* [GOAL OF THE EXERCISE]
Of all the lines in the records below, copy only those that contain the string "NotificationListParams".
╭──
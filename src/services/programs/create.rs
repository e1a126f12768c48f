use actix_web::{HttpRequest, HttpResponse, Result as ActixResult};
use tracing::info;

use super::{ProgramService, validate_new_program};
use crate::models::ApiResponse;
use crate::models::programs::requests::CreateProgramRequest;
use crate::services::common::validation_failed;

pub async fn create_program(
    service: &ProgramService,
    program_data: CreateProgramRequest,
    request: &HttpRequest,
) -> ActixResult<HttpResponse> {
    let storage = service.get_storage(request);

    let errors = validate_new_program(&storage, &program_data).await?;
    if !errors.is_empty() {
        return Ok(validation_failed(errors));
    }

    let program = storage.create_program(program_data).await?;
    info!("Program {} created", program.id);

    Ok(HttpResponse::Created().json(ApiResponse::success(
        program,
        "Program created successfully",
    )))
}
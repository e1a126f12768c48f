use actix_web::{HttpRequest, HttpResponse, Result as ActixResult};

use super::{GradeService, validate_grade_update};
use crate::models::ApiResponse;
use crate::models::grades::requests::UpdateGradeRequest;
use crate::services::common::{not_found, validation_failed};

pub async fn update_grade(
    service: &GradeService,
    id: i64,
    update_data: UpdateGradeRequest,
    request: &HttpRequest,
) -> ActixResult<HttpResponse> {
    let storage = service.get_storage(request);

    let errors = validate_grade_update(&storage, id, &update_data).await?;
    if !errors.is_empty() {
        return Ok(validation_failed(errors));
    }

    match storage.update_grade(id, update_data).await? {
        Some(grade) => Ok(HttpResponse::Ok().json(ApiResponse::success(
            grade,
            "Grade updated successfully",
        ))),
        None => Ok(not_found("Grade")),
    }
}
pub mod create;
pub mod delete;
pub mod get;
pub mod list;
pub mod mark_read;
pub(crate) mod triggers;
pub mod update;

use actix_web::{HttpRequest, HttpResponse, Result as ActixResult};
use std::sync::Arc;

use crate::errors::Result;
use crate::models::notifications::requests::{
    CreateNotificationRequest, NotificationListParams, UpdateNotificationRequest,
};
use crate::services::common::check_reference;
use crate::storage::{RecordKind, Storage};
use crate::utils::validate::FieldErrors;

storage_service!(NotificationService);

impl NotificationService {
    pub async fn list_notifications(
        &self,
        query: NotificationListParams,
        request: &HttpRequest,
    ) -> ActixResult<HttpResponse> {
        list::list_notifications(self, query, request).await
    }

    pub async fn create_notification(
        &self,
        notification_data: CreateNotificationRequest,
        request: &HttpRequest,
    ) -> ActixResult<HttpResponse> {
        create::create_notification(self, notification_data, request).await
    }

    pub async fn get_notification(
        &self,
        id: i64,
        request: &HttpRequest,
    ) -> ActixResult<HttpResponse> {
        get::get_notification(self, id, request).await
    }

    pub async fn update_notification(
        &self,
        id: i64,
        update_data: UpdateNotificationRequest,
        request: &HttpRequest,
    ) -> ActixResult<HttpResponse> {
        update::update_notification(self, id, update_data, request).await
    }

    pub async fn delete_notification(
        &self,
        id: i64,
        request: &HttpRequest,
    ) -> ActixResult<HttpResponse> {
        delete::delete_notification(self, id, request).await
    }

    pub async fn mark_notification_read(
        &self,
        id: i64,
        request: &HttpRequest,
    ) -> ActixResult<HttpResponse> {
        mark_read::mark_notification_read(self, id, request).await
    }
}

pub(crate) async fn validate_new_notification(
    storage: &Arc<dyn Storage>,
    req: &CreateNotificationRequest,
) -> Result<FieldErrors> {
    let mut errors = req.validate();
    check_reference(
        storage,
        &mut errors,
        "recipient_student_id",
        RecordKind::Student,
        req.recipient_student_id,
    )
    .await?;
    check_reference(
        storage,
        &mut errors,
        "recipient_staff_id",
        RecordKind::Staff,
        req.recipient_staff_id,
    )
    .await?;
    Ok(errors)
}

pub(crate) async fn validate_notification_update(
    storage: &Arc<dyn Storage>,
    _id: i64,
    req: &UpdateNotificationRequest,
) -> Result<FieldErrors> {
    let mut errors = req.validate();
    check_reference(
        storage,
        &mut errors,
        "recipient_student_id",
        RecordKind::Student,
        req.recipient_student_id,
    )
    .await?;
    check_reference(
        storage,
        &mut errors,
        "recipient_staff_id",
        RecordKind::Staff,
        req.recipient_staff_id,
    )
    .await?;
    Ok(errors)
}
╰──
* [SOLVED PROBLEM]
    CreateNotificationRequest, NotificationListParams, UpdateNotificationRequest,
        query: NotificationListParams,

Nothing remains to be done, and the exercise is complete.